Stábile made his debut for the Argentina national team at the age of 25, in his team's second match in the first ever FIFA World Cup held in 1930 in Uruguay. He did not play in Argentina's first match of the competition against France.

His debut came in the following game against Mexico on July 19, 1930, because the first-choice striker Roberto Cherro couldn't play due to an anxiety attack. The game finished 6–3 to Argentina, with Stábile scoring a hat-trick on his debut. Erroneously, this was long thought to be the first World Cup hat-trick, until 76 years later on 10 November 2006 world football's governing body FIFA confirmed that Bert Patenaude had scored the first World Cup hat-trick in the United States' 3–0 win over Paraguay on July 17, 1930, two days prior to Stábile.

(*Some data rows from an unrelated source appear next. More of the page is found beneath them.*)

use crate::net::FlowId;
use crate::scenario::{DEFAULT_RUN_HORIZON, SCENARIO_SCHEMA_VERSION, ScenarioSpec, run_scenario};
use crate::sim::{Severity, SimError, SimTime};

const TWO_FLOWS: &str = r#"{
  "schema_version": 1,
  "config": { "alpha": 0.8 },
  "topology": { "kind": "dumbbell", "hosts_per_side": 2, "bottleneck_gbps": 25 },
  "flows": [
    { "id": 1, "src": "l0", "dst": "r0", "size_segments": 12 },
    { "id": 2, "src": "l1", "dst": "r1", "size_segments": 8, "start_us": 3 }
  ]
}"#;

#[test]
fn scenario_json_parses_with_defaults() {
    let spec = ScenarioSpec::from_json_str(TWO_FLOWS).expect("parse");
    assert_eq!(spec.schema_version, SCENARIO_SCHEMA_VERSION);
    assert_eq!(spec.config.alpha, 0.8);
    assert_eq!(spec.config.data_segment_bytes, 1500);
    assert_eq!(spec.flows.len(), 2);
    assert_eq!(spec.flows[0].start_us, 0);

    let opts = spec.topology.dumbbell_opts();
    assert_eq!(opts.hosts_per_side, 2);
    assert_eq!(opts.bottleneck_gbps, 25);
    assert_eq!(opts.host_link_gbps, 100);
    assert_eq!(opts.link_latency, SimTime::from_micros(2));
}

#[test]
fn scenario_runs_to_completion() {
    let spec = ScenarioSpec::from_json_str(TWO_FLOWS).expect("parse");
    let run = run_scenario(&spec).expect("run");

    assert!(run.events > 0);
    assert_eq!(run.stats.completed_flows(), 2);
    assert_eq!(run.stats.end_time, DEFAULT_RUN_HORIZON);
    assert!(run.stats.diagnostics.iter().all(|d| d.severity != Severity::Warning));
    let second = &run.stats.flows[&FlowId(2)];
    assert_eq!(second.start_time, Some(SimTime::from_micros(3)));
    assert_eq!(second.data_send_times.len(), 8);

    let json = serde_json::to_value(&run.stats).expect("stats json");
    assert!(json["flows"].is_object());
    assert!(json["links"].as_array().is_some_and(|l| !l.is_empty()));
}

#[test]
fn until_stops_the_run_early() {
    let mut spec = ScenarioSpec::from_json_str(TWO_FLOWS).expect("parse");
    spec.config.until = Some(SimTime::from_micros(5));
    let run = run_scenario(&spec).expect("run");
    assert_eq!(run.stats.end_time, SimTime::from_micros(5));
    assert_eq!(run.stats.completed_flows(), 0);
}

#[test]
fn unsupported_schema_version_is_rejected() {
    let raw = TWO_FLOWS.replacen("\"schema_version\": 1", "\"schema_version\": 7", 1);
    let err = ScenarioSpec::from_json_str(&raw).expect_err("version 7");
    assert!(matches!(err, SimError::Config(msg) if msg.contains("schema_version")));
}

#[test]
fn unknown_host_names_fail_the_build() {
    let raw = TWO_FLOWS.replacen("\"dst\": \"r1\"", "\"dst\": \"r9\"", 1);
    let spec = ScenarioSpec::from_json_str(&raw).expect("parse");
    let err = spec.build().err().expect("r9 does not exist");
    assert!(matches!(err, SimError::Config(msg) if msg.contains("r9")));

    let raw = TWO_FLOWS.replacen("\"dst\": \"r1\"", "\"dst\": \"s1\"", 1);
    let spec = ScenarioSpec::from_json_str(&raw).expect("parse");
    assert!(spec.build().is_err());
}

#[test]
fn malformed_json_is_a_json_error() {
    let err = ScenarioSpec::from_json_str("{ not json").expect_err("garbage");
    assert!(matches!(err, SimError::Json(_)));
}

const LOSSY: &str = r#"{
  "schema_version": 1,
  "topology": { "kind": "dumbbell", "hosts_per_side": 3, "switch_buffer_segments": 2 },
  "flows": [
    { "id": 1, "src": "l0", "dst": "r0", "size_segments": 60 },
    { "id": 2, "src": "l1", "dst": "r1", "size_segments": 60 },
    { "id": 3, "src": "l2", "dst": "r2", "size_segments": 60 }
  ]
}"#;

#[test]
fn lossy_scenario_without_until_stops_at_the_default_horizon() {
    let spec = ScenarioSpec::from_json_str(LOSSY).expect("parse");
    assert_eq!(spec.config.until, None);
    let run = run_scenario(&spec).expect("bounded run");

    let stats = &run.stats;
    assert_eq!(stats.end_time, DEFAULT_RUN_HORIZON);
    assert!(stats.counters.dropped_segments > 0);
    assert!(stats.diagnostics.iter().all(|d| d.severity != Severity::Fatal));
    assert!(stats.completed_flows() >= 1);
    // 未完成的流仍在按 Interval 空转，运行停在上限并留下告警
    if stats.completed_flows() < stats.flows.len() {
        assert!(stats.diagnostics.iter().any(|d| {
            d.severity == Severity::Warning && d.operation == "run_scenario"
        }));
    }
}
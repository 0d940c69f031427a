//! 仿真核心模块
//!
//! 此模块包含事件驱动仿真的核心组件，如仿真时间、事件、世界和仿真器，
//! 以及错误类型、诊断日志和全局配置。

// 子模块声明
mod config;
mod diagnostics;
mod error;
mod event;
mod scheduled_event;
mod simulator;
mod time;
mod world;

// 重新导出公共接口
pub use config::{InterFlowSpacing, SimConfig};
pub use diagnostics::{Diagnostic, DiagnosticLog, Severity};
pub use error::SimError;
pub use event::{Event, EventKind};
pub use scheduled_event::ScheduledEvent;
pub use simulator::Simulator;
pub use time::SimTime;
pub use world::World;
//! 队列与准入控制
//!
//! 链路缓冲区（按段计数、满则丢弃）以及控制器下发的令牌调度。

mod buffer;
mod token;

pub use buffer::{Buffer, Dropped};
pub use token::{BufferToken, TokenGate};

/// 默认缓冲区容量（段）
pub const DEFAULT_BUFFER_SEGMENTS: usize = 100;

/// 控制链路使用的缓冲区容量（段），实际上不会溢出
pub const CONTROL_BUFFER_SEGMENTS: usize = usize::MAX;
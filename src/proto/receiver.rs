//! 接收端
//!
//! 对每个 DATA 回 ACK；发现序号空洞时先为每个尚未 NACK 过的缺失序号回 NACK。

use std::collections::BTreeSet;

use tracing::{debug, trace};

use super::agent::TransportAgent;
use super::flow::FlowSpec;
use super::timer::TimerId;
use crate::net::{FlowId, NodeId, Segment, SegmentKind};
use crate::sim::{DiagnosticLog, SimConfig, SimError, Simulator};

#[derive(Debug)]
pub struct Receiver {
    host: NodeId,
    peer: NodeId,
    flow: FlowId,
    ack_bytes: u32,
    /// 下一个按序期望的 DATA 序号
    expected: u64,
    /// 已收到、但高于 `expected` 的序号
    out_of_order: BTreeSet<u64>,
    nacked: BTreeSet<u64>,
    outbox: Vec<Segment>,
}

impl Receiver {
    pub fn new(spec: &FlowSpec, cfg: &SimConfig) -> Self {
        Self {
            host: spec.dst,
            peer: spec.src,
            flow: spec.id,
            ack_bytes: cfg.ack_segment_bytes,
            expected: 1,
            out_of_order: BTreeSet::new(),
            nacked: BTreeSet::new(),
            outbox: Vec::new(),
        }
    }

    /// 按序收到的最大序号
    pub fn cumulative_ack(&self) -> u64 {
        self.expected - 1
    }

    pub fn has_received(&self, seq: u64) -> bool {
        seq < self.expected || self.out_of_order.contains(&seq)
    }

    fn reply(&mut self, kind: SegmentKind, seq: u64) {
        self.outbox.push(Segment::new(
            self.flow.ack_stream(),
            kind,
            seq,
            self.ack_bytes,
            self.host,
            self.peer,
        ));
    }

    fn on_data(&mut self, seq: u64) {
        if seq > self.expected {
            for missing in self.expected..seq {
                if !self.out_of_order.contains(&missing) && self.nacked.insert(missing) {
                    debug!(flow = self.flow.0, seq = missing, "❗ NACK");
                    self.reply(SegmentKind::Nack, missing);
                }
            }
        }
        if seq >= self.expected {
            self.out_of_order.insert(seq);
            while self.out_of_order.remove(&self.expected) {
                self.nacked.remove(&self.expected);
                self.expected += 1;
            }
        } else {
            trace!(flow = self.flow.0, seq, "重复的 DATA");
        }
        self.nacked.remove(&seq);
        self.reply(SegmentKind::Ack, seq);
    }
}

impl TransportAgent for Receiver {
    fn flow_id(&self) -> FlowId {
        self.flow
    }

    fn start(&mut self, _sim: &mut Simulator) -> Result<(), SimError> {
        Ok(())
    }

    fn recv_segment(
        &mut self,
        seg: Segment,
        _sim: &mut Simulator,
        _diag: &mut DiagnosticLog,
    ) -> Result<(), SimError> {
        match seg.kind {
            SegmentKind::Syn => self.reply(SegmentKind::SynAck, 0),
            SegmentKind::Data => self.on_data(seg.seq),
            SegmentKind::Fin => self.reply(SegmentKind::FinAck, seg.seq),
            SegmentKind::Ctrl => trace!("接收端忽略 CTRL"),
            kind => {
                return Err(SimError::UnexpectedSegment {
                    component: "Receiver",
                    node: self.host,
                    flow: seg.flow_id,
                    kind,
                });
            }
        }
        Ok(())
    }

    fn timeout(
        &mut self,
        timer: TimerId,
        _sim: &mut Simulator,
        _diag: &mut DiagnosticLog,
    ) -> Result<(), SimError> {
        trace!(?timer, "接收端没有定时器");
        Ok(())
    }

    fn take_outbox(&mut self) -> Vec<Segment> {
        std::mem::take(&mut self.outbox)
    }
}
//! 事件 trait
//!
//! 定义仿真事件接口。

use serde::Serialize;

use super::error::SimError;
use super::simulator::Simulator;
use super::world::World;
use crate::net::NodeId;

/// 事件类别（封闭集合），用于日志与测试断言。
#[derive(Debug, Clone, Copy, PartialEq, Eq, Hash, Serialize)]
#[serde(rename_all = "snake_case")]
pub enum EventKind {
    FlowStart,
    ArrivalToHost,
    DepartureFromHost,
    ArrivalToSwitch,
    DepartureFromSwitch,
    ArrivalToController,
    DepartureFromController,
    Timeout,
    FlowPathSetup,
    /// 非网络事件（测试或外部驱动）
    Custom,
}

/// 事件：可被调度执行。使用 `self: Box<Self>` 以支持 move/所有权转移。
///
/// 返回 `Err` 表示违反了模型不变量，仿真随即停止。
pub trait Event: Send + 'static {
    fn execute(self: Box<Self>, sim: &mut Simulator, world: &mut dyn World)
    -> Result<(), SimError>;

    fn kind(&self) -> EventKind {
        EventKind::Custom
    }

    /// 事件作用的节点（若有）
    fn target(&self) -> Option<NodeId> {
        None
    }
}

The final game of the group stages saw Argentina facing South American rivals Chile. They won the game 3–1 with Stábile scoring twice, meaning that Argentina had qualified for the semi-finals, against the United States. The South Americans breezed through, with a 6–1 victory; Stábile added two more goals to his account and securing Argentina a place in the finals.

On 30 July 1930, the first ever World Cup final took place, between Argentina and Uruguay. At half time Argentina led 2–1, Stábile having scored the second goal. However, they went on to lose 4–2.

Despite losing the final, Stábile made history, becoming the top scorer in the first ever FIFA World Cup, with his tally of 8 goals in 4 games. It turned out that he would never play for Argentina again, and thus he scored in every game he played for his country, with an average of two goals per match.

===International goals===
Scores and results list Argentina's goal tally first, score column indicates score after each Stábile goal.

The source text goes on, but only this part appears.